*** Records supplied ***

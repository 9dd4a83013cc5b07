//! Filesystem layout of the ETL: where batches arrive, where source images
//! live, and where normalized images are written.

use std::path::{Path, PathBuf};

/// File name of the operator-supplied placeholder source under `uploads/`.
pub const PLACEHOLDER_SOURCE: &str = "no-photo.png";

/// Directory roots used by one sync run.
#[derive(Debug, Clone)]
pub struct CatalogPaths {
    /// Incoming CSV batches.
    pub inbox_dir: PathBuf,
    /// Source images: `categories/` and `products/<sku>/`.
    pub uploads_dir: PathBuf,
    /// Processed batches are moved here.
    pub archive_dir: PathBuf,
    /// Root under which `img/` is written.
    pub output_dir: PathBuf,
    /// Prefix for public image paths stored in the database (e.g. `/assets`).
    pub public_prefix: String,
}

/// A normalized image location: the file on disk and the path the site serves.
#[derive(Debug, Clone, PartialEq, Eq)]
pub struct OutputImage {
    pub file: PathBuf,
    pub public_path: String,
}

impl CatalogPaths {
    /// Standard layout: `inbox/`, `uploads/` and `archive/` under `data_dir`.
    pub fn from_data_dir(data_dir: &Path, output_dir: &Path, public_prefix: &str) -> Self {
        Self {
            inbox_dir: data_dir.join("inbox"),
            uploads_dir: data_dir.join("uploads"),
            archive_dir: data_dir.join("archive"),
            output_dir: output_dir.to_path_buf(),
            public_prefix: public_prefix.trim_end_matches('/').to_string(),
        }
    }

    pub fn category_uploads(&self) -> PathBuf {
        self.uploads_dir.join("categories")
    }

    pub fn product_uploads(&self, sku: &str) -> PathBuf {
        self.uploads_dir.join("products").join(sku)
    }

    pub fn placeholder_source(&self) -> PathBuf {
        self.uploads_dir.join(PLACEHOLDER_SOURCE)
    }

    pub fn category_output(&self, slug: &str) -> OutputImage {
        self.output(&format!("img/categories/{slug}.webp"))
    }

    pub fn product_output(&self, sku: &str, stem: &str) -> OutputImage {
        self.output(&format!("img/products/{sku}/{stem}.webp"))
    }

    pub fn placeholder_output(&self) -> OutputImage {
        self.output("img/no-photo.webp")
    }

    fn output(&self, relative: &str) -> OutputImage {
        OutputImage {
            file: self.output_dir.join(relative),
            public_path: format!("{}/{}", self.public_prefix, relative),
        }
    }
}

/// Whether `s` can be used as a single path component (SKU directories).
pub fn is_safe_component(s: &str) -> bool {
    !s.is_empty() && s != "." && s != ".." && !s.contains(['/', '\\', '\0'])
}

#[cfg(test)]
mod tests {
    use super::*;

    #[test]
    fn public_paths_use_prefix() {
        let paths = CatalogPaths::from_data_dir(Path::new("data"), Path::new("site"), "/assets/");
        let out = paths.category_output("armatura");
        assert_eq!(out.public_path, "/assets/img/categories/armatura.webp");
        assert_eq!(out.file, Path::new("site/img/categories/armatura.webp"));
        assert_eq!(
            paths.product_output("SKU-1", "front").public_path,
            "/assets/img/products/SKU-1/front.webp"
        );
    }

    #[test]
    fn empty_prefix_yields_root_relative_paths() {
        let paths = CatalogPaths::from_data_dir(Path::new("d"), Path::new("o"), "");
        assert_eq!(paths.placeholder_output().public_path, "/img/no-photo.webp");
    }

    #[test]
    fn unsafe_components() {
        assert!(is_safe_component("SKU-001"));
        assert!(!is_safe_component(".."));
        assert!(!is_safe_component("a/b"));
        assert!(!is_safe_component(""));
    }
}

***

Description of the task: Copy the lines of the entries above that mention "Clone".

Result of the task:
#[derive(Debug, Clone)]
#[derive(Debug, Clone, PartialEq, Eq)]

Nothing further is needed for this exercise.